─── THE DATA ───

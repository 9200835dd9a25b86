//! Formula tokenizer.
//!
//! Splits formula text into a flat token stream. Each token carries its
//! byte offset into the source so parse errors can point at the spot.

use crate::errors::{CalcError, CalcResult};

/// One lexical token.
#[derive(Debug, Clone, PartialEq)]
pub enum Token {
    Number(f64),
    Ident(String),
    Plus,
    Minus,
    Star,
    Slash,
    Percent,
    Caret,
    LParen,
    RParen,
    Comma,
}

/// A token plus its byte offset in the formula text.
#[derive(Debug, Clone, PartialEq)]
pub struct Spanned {
    pub token: Token,
    pub offset: usize,
}

/// Tokenize formula text.
///
/// Numbers accept decimals and scientific notation (`1.5e-3`); identifiers
/// follow the variable-name rule (`[A-Za-z_][A-Za-z0-9_]*`). Anything else
/// outside the operator set is a parse error.
pub fn tokenize(text: &str) -> CalcResult<Vec<Spanned>> {
    let bytes = text.as_bytes();
    let mut tokens = Vec::new();
    let mut i = 0;

    while i < bytes.len() {
        let c = bytes[i] as char;
        let offset = i;

        if c.is_ascii_whitespace() {
            i += 1;
            continue;
        }

        let token = match c {
            '+' => {
                i += 1;
                Token::Plus
            }
            '-' => {
                i += 1;
                Token::Minus
            }
            '*' => {
                i += 1;
                Token::Star
            }
            '/' => {
                i += 1;
                Token::Slash
            }
            '%' => {
                i += 1;
                Token::Percent
            }
            '^' => {
                i += 1;
                Token::Caret
            }
            '(' => {
                i += 1;
                Token::LParen
            }
            ')' => {
                i += 1;
                Token::RParen
            }
            ',' => {
                i += 1;
                Token::Comma
            }
            _ if c.is_ascii_digit() || c == '.' => {
                let start = i;
                while i < bytes.len() && (bytes[i] as char).is_ascii_digit() {
                    i += 1;
                }
                if i < bytes.len() && bytes[i] == b'.' {
                    i += 1;
                    while i < bytes.len() && (bytes[i] as char).is_ascii_digit() {
                        i += 1;
                    }
                }
                if i < bytes.len() && (bytes[i] == b'e' || bytes[i] == b'E') {
                    let mut j = i + 1;
                    if j < bytes.len() && (bytes[j] == b'+' || bytes[j] == b'-') {
                        j += 1;
                    }
                    if j < bytes.len() && (bytes[j] as char).is_ascii_digit() {
                        i = j;
                        while i < bytes.len() && (bytes[i] as char).is_ascii_digit() {
                            i += 1;
                        }
                    }
                }
                let literal = &text[start..i];
                let value = literal.parse::<f64>().map_err(|_| {
                    CalcError::formula_parse(start, format!("bad number literal '{}'", literal))
                })?;
                Token::Number(value)
            }
            _ if c.is_ascii_alphabetic() || c == '_' => {
                let start = i;
                while i < bytes.len() {
                    let ch = bytes[i] as char;
                    if ch.is_ascii_alphanumeric() || ch == '_' {
                        i += 1;
                    } else {
                        break;
                    }
                }
                Token::Ident(text[start..i].to_string())
            }
            _ => {
                return Err(CalcError::formula_parse(
                    offset,
                    format!("unexpected character '{}'", c),
                ));
            }
        };

        tokens.push(Spanned { token, offset });
    }

    Ok(tokens)
}
//! # Result Presentation
//!
//! Maps a numeric calculation outcome to a display string and an optional
//! qualitative status. Presentation is data-driven: the config declares a
//! format (plain number, currency, percentage), an optional precision, and
//! an ordered list of classification ranges.
//!
//! ## Example
//!
//! ```rust
//! use calc_core::result::{present, ResultConfig, ResultFormat, ResultRange};
//!
//! let config = ResultConfig {
//!     label: "Your BMI".to_string(),
//!     unit: None,
//!     format: ResultFormat::Number,
//!     precision: Some(1),
//!     ranges: vec![ResultRange {
//!         min: Some(18.5),
//!         max: Some(25.0),
//!         status: "Normal weight".to_string(),
//!         color: None,
//!         description: None,
//!     }],
//! };
//!
//! let display = present(&config, Some(22.9)).unwrap();
//! assert_eq!(display.formatted, "22.9");
//! assert_eq!(display.status.unwrap().status, "Normal weight");
//! ```

use serde::{Deserialize, Serialize};

/// How the numeric result renders.
#[derive(Debug, Clone, Copy, PartialEq, Eq, Default, Serialize, Deserialize)]
#[serde(rename_all = "lowercase")]
pub enum ResultFormat {
    /// Plain number; `precision` pads to fixed decimal places when set
    #[default]
    Number,
    /// Fixed USD currency, two-decimal convention with grouping
    Currency,
    /// The literal value followed by `%`, with no scaling (55 renders "55%")
    Percentage,
}

/// One classification bucket: `min <= value < max` (min inclusive, max
/// exclusive). Either bound may be absent, meaning unbounded on that side.
#[derive(Debug, Clone, PartialEq, Serialize, Deserialize)]
pub struct ResultRange {
    #[serde(default)]
    pub min: Option<f64>,
    #[serde(default)]
    pub max: Option<f64>,
    pub status: String,
    #[serde(default)]
    pub color: Option<String>,
    #[serde(default)]
    pub description: Option<String>,
}

impl ResultRange {
    /// Half-open membership test with optional bounds
    pub fn contains(&self, value: f64) -> bool {
        if let Some(min) = self.min {
            if value < min {
                return false;
            }
        }
        if let Some(max) = self.max {
            if value >= max {
                return false;
            }
        }
        true
    }
}

/// Result-presentation spec attached to a calculator config.
#[derive(Debug, Clone, PartialEq, Serialize, Deserialize)]
pub struct ResultConfig {
    /// Display label, e.g. "Your BMI"
    pub label: String,

    /// Optional unit suffix shown next to the value
    #[serde(default)]
    pub unit: Option<String>,

    /// Render format (number/currency/percentage)
    #[serde(default)]
    pub format: ResultFormat,

    /// Decimal places for number formatting and evaluator rounding
    #[serde(default)]
    pub precision: Option<u32>,

    /// Ordered classification ranges; first match wins
    #[serde(default)]
    pub ranges: Vec<ResultRange>,
}

/// A fully-presented result, ready for any UI layer.
#[derive(Debug, Clone, PartialEq, Serialize, Deserialize)]
pub struct DisplayResult {
    /// The result label from the config
    pub label: String,

    /// The formatted value string
    pub formatted: String,

    /// Unit suffix, if the config declares one
    pub unit: Option<String>,

    /// First matching classification range, if any
    pub status: Option<ResultRange>,
}

/// Present a result value, or nothing.
///
/// Absent values and the NaN sentinel produce `None`: the UI shows nothing
/// rather than an error.
pub fn present(config: &ResultConfig, value: Option<f64>) -> Option<DisplayResult> {
    let value = value?;
    if value.is_nan() {
        return None;
    }

    let formatted = match config.format {
        ResultFormat::Currency => format_usd(value),
        ResultFormat::Percentage => format!("{}%", value),
        ResultFormat::Number => match config.precision {
            Some(p) => format!("{:.*}", p as usize, value),
            None => format!("{}", value),
        },
    };

    let status = config.ranges.iter().find(|r| r.contains(value)).cloned();

    Some(DisplayResult {
        label: config.label.clone(),
        formatted,
        unit: config.unit.clone(),
        status,
    })
}

/// Format a value as USD: `$` prefix, thousands grouping, two decimals.
fn format_usd(value: f64) -> String {
    let negative = value < 0.0;
    let fixed = format!("{:.2}", value.abs());
    let (int_part, frac_part) = fixed.split_once('.').unwrap_or((fixed.as_str(), "00"));

    let mut grouped = String::new();
    let digits = int_part.as_bytes();
    for (i, b) in digits.iter().enumerate() {
        if i > 0 && (digits.len() - i) % 3 == 0 {
            grouped.push(',');
        }
        grouped.push(*b as char);
    }

    if negative {
        format!("-${}.{}", grouped, frac_part)
    } else {
        format!("${}.{}", grouped, frac_part)
    }
}

#[cfg(test)]
mod tests {
    use super::*;

    fn bmi_ranges() -> Vec<ResultRange> {
        let bucket = |min: Option<f64>, max: Option<f64>, status: &str| ResultRange {
            min,
            max,
            status: status.to_string(),
            color: None,
            description: None,
        };
        vec![
            bucket(Some(0.0), Some(18.5), "Underweight"),
            bucket(Some(18.5), Some(25.0), "Normal"),
            bucket(Some(25.0), Some(30.0), "Overweight"),
            bucket(Some(30.0), None, "Obese"),
        ]
    }

    fn config(format: ResultFormat, precision: Option<u32>) -> ResultConfig {
        ResultConfig {
            label: "Result".to_string(),
            unit: None,
            format,
            precision,
            ranges: bmi_ranges(),
        }
    }

    #[test]
    fn test_none_and_nan_produce_nothing() {
        let cfg = config(ResultFormat::Number, None);
        assert!(present(&cfg, None).is_none());
        assert!(present(&cfg, Some(f64::NAN)).is_none());
    }

    #[test]
    fn test_percentage_is_literal() {
        let cfg = config(ResultFormat::Percentage, None);
        let display = present(&cfg, Some(55.0)).unwrap();
        assert_eq!(display.formatted, "55%");
    }

    #[test]
    fn test_currency_grouping() {
        let cfg = config(ResultFormat::Currency, None);
        assert_eq!(present(&cfg, Some(1234567.891)).unwrap().formatted, "$1,234,567.89");
        assert_eq!(present(&cfg, Some(0.5)).unwrap().formatted, "$0.50");
        assert_eq!(present(&cfg, Some(-1234.5)).unwrap().formatted, "-$1,234.50");
        assert_eq!(present(&cfg, Some(999.0)).unwrap().formatted, "$999.00");
    }

    #[test]
    fn test_number_precision_pads() {
        let cfg = config(ResultFormat::Number, Some(2));
        assert_eq!(present(&cfg, Some(5.0)).unwrap().formatted, "5.00");

        let plain = config(ResultFormat::Number, None);
        assert_eq!(present(&plain, Some(5.0)).unwrap().formatted, "5");
        assert_eq!(present(&plain, Some(5.25)).unwrap().formatted, "5.25");
    }

    #[test]
    fn test_range_lower_bound_inclusive_upper_exclusive() {
        let cfg = config(ResultFormat::Number, Some(1));
        // 18.5 is excluded from [0, 18.5) and included in [18.5, 25)
        let display = present(&cfg, Some(18.5)).unwrap();
        assert_eq!(display.status.unwrap().status, "Normal");

        // 30 falls through to the unbounded top range
        let display = present(&cfg, Some(30.0)).unwrap();
        assert_eq!(display.status.unwrap().status, "Obese");
    }

    #[test]
    fn test_first_matching_range_wins() {
        let mut cfg = config(ResultFormat::Number, None);
        cfg.ranges.insert(
            0,
            ResultRange {
                min: None,
                max: None,
                status: "Catch-all".to_string(),
                color: None,
                description: None,
            },
        );
        let display = present(&cfg, Some(20.0)).unwrap();
        assert_eq!(display.status.unwrap().status, "Catch-all");
    }

    #[test]
    fn test_no_matching_range_means_no_status() {
        let cfg = config(ResultFormat::Number, None);
        let display = present(&cfg, Some(-5.0)).unwrap();
        assert!(display.status.is_none());
    }

    #[test]
    fn test_unit_carried_through() {
        let mut cfg = config(ResultFormat::Number, Some(1));
        cfg.unit = Some("kg/m2".to_string());
        let display = present(&cfg, Some(22.9)).unwrap();
        assert_eq!(display.unit.as_deref(), Some("kg/m2"));
    }
}
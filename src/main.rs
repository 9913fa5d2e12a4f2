//! deepfake-detector CLI: 学習・推論・モデル情報表示

use std::path::{Path, PathBuf};

use anyhow::{bail, Context, Result};
use burn::tensor::backend::{AutodiffBackend, Backend};
use clap::{Parser, Subcommand};

use deepfake_detector_lib::{
    ml::{download_weights, EpochMetrics, InferenceEngine, ModelBuilder, DEFAULT_WEIGHTS_PATH, MOBILENET_V2_WEIGHTS_URL},
    model::{load_metadata, print_metadata_info, AppConfig, DeviceType},
    CpuAutodiffBackend, CpuBackend,
};

#[derive(Parser)]
#[command(name = "deepfake-detector")]
#[command(about = "Real / fake image classifier (transfer learning + inference)")]
#[command(version)]
struct Cli {
    /// Configuration file (JSON)
    #[arg(short, long, global = true)]
    config: Option<PathBuf>,

    #[command(subcommand)]
    command: Commands,
}

#[derive(Subcommand)]
enum Commands {
    /// Train a detector from a directory with two class subdirectories
    Train {
        /// Training data directory (overrides config)
        #[arg(short, long)]
        data: Option<PathBuf>,

        /// Output model file (overrides config)
        #[arg(short, long)]
        output: Option<PathBuf>,

        /// Number of epochs (overrides config)
        #[arg(short, long)]
        epochs: Option<usize>,

        /// Pretrained backbone weights (overrides config)
        #[arg(short, long)]
        weights: Option<PathBuf>,

        /// Train on a randomly initialised backbone when no weights file is available
        #[arg(long)]
        random_backbone: bool,
    },

    /// Classify images as REAL or FAKE
    Classify {
        /// Trained model file (defaults to the configured path)
        #[arg(short, long)]
        model: Option<PathBuf>,

        /// Image files to classify
        #[arg(required = true)]
        images: Vec<PathBuf>,
    },

    /// Display model information
    Info {
        /// Model file (defaults to the configured path)
        #[arg(short, long)]
        model: Option<PathBuf>,
    },

    /// Pretrained backbone weights management
    Weights {
        #[command(subcommand)]
        command: WeightsCommands,
    },

    /// Configuration file management
    Config {
        #[command(subcommand)]
        command: ConfigCommands,
    },
}

#[derive(Subcommand)]
enum WeightsCommands {
    /// Download the ImageNet MobileNetV2 weights (safetensors)
    Fetch {
        /// Source URL
        #[arg(long, default_value = MOBILENET_V2_WEIGHTS_URL)]
        url: String,

        /// Destination (defaults to the configured backbone weights path)
        #[arg(short, long)]
        output: Option<PathBuf>,

        /// Overwrite an existing file
        #[arg(long)]
        force: bool,
    },
}

#[derive(Subcommand)]
enum ConfigCommands {
    /// Write the default configuration file
    Init {
        /// Destination (defaults to config.json)
        path: Option<PathBuf>,
    },
}

fn main() -> Result<()> {
    env_logger::Builder::from_env(env_logger::Env::default().default_filter_or("info")).init();

    let cli = Cli::parse();
    let config_path = cli.config.clone().unwrap_or_else(AppConfig::default_path);

    match cli.command {
        Commands::Train {
            data,
            output,
            epochs,
            weights,
            random_backbone,
        } => {
            let mut config = AppConfig::load_or_default(&config_path);
            if let Some(data) = data {
                config.training.data_dir = data;
            }
            if let Some(output) = output {
                config.model.model_path = output;
            }
            if let Some(epochs) = epochs {
                config.training.num_epochs = epochs;
            }
            if weights.is_some() {
                config.model.backbone_weights = weights;
            }
            if random_backbone {
                config.model.allow_random_backbone = true;
            }
            config.display();

            let builder = ModelBuilder::from_config(&config);
            match config.device_type {
                DeviceType::Cpu => run_train::<CpuAutodiffBackend>(builder, Default::default()),
                DeviceType::Wgpu => train_on_gpu(builder),
            }
        }
        Commands::Classify { model, images } => {
            let config = AppConfig::load_or_default(&config_path);
            let model_path = model.unwrap_or(config.model.model_path);
            match config.device_type {
                DeviceType::Cpu => run_classify::<CpuBackend>(&model_path, &images, Default::default()),
                DeviceType::Wgpu => classify_on_gpu(&model_path, &images),
            }
        }
        Commands::Info { model } => {
            let model_path = model.unwrap_or_else(|| AppConfig::load_or_default(&config_path).model.model_path);
            let metadata = load_metadata(&model_path)?;
            print_metadata_info(&metadata);
            Ok(())
        }
        Commands::Weights {
            command: WeightsCommands::Fetch { url, output, force },
        } => {
            let output = output
                .or_else(|| AppConfig::load_or_default(&config_path).model.backbone_weights)
                .unwrap_or_else(|| PathBuf::from(DEFAULT_WEIGHTS_PATH));
            if output.exists() && !force {
                bail!(
                    "重みファイルは既に存在します: {}（上書きする場合は --force）",
                    output.display()
                );
            }

            let runtime = tokio::runtime::Runtime::new().context("非同期ランタイムを起動できません")?;
            let size = runtime
                .block_on(download_weights(&url, &output))
                .context("重みのダウンロードに失敗しました")?;
            println!("重みを保存しました: {} ({} bytes)", output.display(), size);
            Ok(())
        }
        Commands::Config {
            command: ConfigCommands::Init { path },
        } => {
            let path = path.unwrap_or(config_path);
            if path.exists() {
                bail!("設定ファイルは既に存在します: {}", path.display());
            }
            AppConfig::default().save(&path)?;
            println!("デフォルト設定を書き込みました: {}", path.display());
            Ok(())
        }
    }
}

fn run_train<B: AutodiffBackend>(builder: ModelBuilder, device: B::Device) -> Result<()> {
    let report = builder
        .train::<B, _>(device, |metrics: &EpochMetrics| {
            log::debug!("エポック {} 完了", metrics.epoch);
        })
        .context("学習に失敗しました")?;

    println!("\n=== 学習完了 ===");
    println!("クラス対応: {:?}", report.class_indices);
    println!(
        "サンプル数: 学習 {} / 検証 {}",
        report.num_train_samples, report.num_valid_samples
    );
    if let Some(metrics) = report.final_metrics() {
        println!(
            "最終エポック: loss={:.4} accuracy={:.2}%",
            metrics.train_loss,
            metrics.train_accuracy * 100.0
        );
    }
    println!("モデル: {}", report.model_path.display());
    Ok(())
}

fn run_classify<B: Backend>(model_path: &Path, images: &[PathBuf], device: B::Device) -> Result<()> {
    let engine = InferenceEngine::<B>::load(model_path, device)?;

    let mut failures = 0usize;
    for (path, result) in images.iter().zip(engine.classify_batch(images)) {
        match result {
            Ok(result) => println!(
                "{}\t{}\t{}",
                path.display(),
                result.label,
                result.confidence_display()
            ),
            Err(e) => {
                failures += 1;
                eprintln!("{}\tエラー: {}", path.display(), e);
            }
        }
    }

    if failures > 0 {
        bail!("{} / {} 枚の画像で分類に失敗しました", failures, images.len());
    }
    Ok(())
}

#[cfg(feature = "wgpu")]
fn train_on_gpu(builder: ModelBuilder) -> Result<()> {
    run_train::<deepfake_detector_lib::GpuAutodiffBackend>(builder, Default::default())
}

#[cfg(not(feature = "wgpu"))]
fn train_on_gpu(_builder: ModelBuilder) -> Result<()> {
    Err(gpu_unavailable().into())
}

#[cfg(feature = "wgpu")]
fn classify_on_gpu(model_path: &Path, images: &[PathBuf]) -> Result<()> {
    run_classify::<deepfake_detector_lib::GpuBackend>(model_path, images, Default::default())
}

#[cfg(not(feature = "wgpu"))]
fn classify_on_gpu(_model_path: &Path, _images: &[PathBuf]) -> Result<()> {
    Err(gpu_unavailable().into())
}

#[cfg(not(feature = "wgpu"))]
fn gpu_unavailable() -> deepfake_detector_lib::DetectorError {
    deepfake_detector_lib::DetectorError::Configuration(
        "WGPU バックエンドは無効です（`--features wgpu` でビルドしてください）".to_string(),
    )
}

───

(WHAT YOU HAVE TO DO): Reproduce each line above that contains "ResultConfig".

(RESPONSE AREA):
//! use calc_core::result::{present, ResultConfig, ResultFormat, ResultRange};
//! let config = ResultConfig {
pub struct ResultConfig {
pub fn present(config: &ResultConfig, value: Option<f64>) -> Option<DisplayResult> {
    fn config(format: ResultFormat, precision: Option<u32>) -> ResultConfig {
        ResultConfig {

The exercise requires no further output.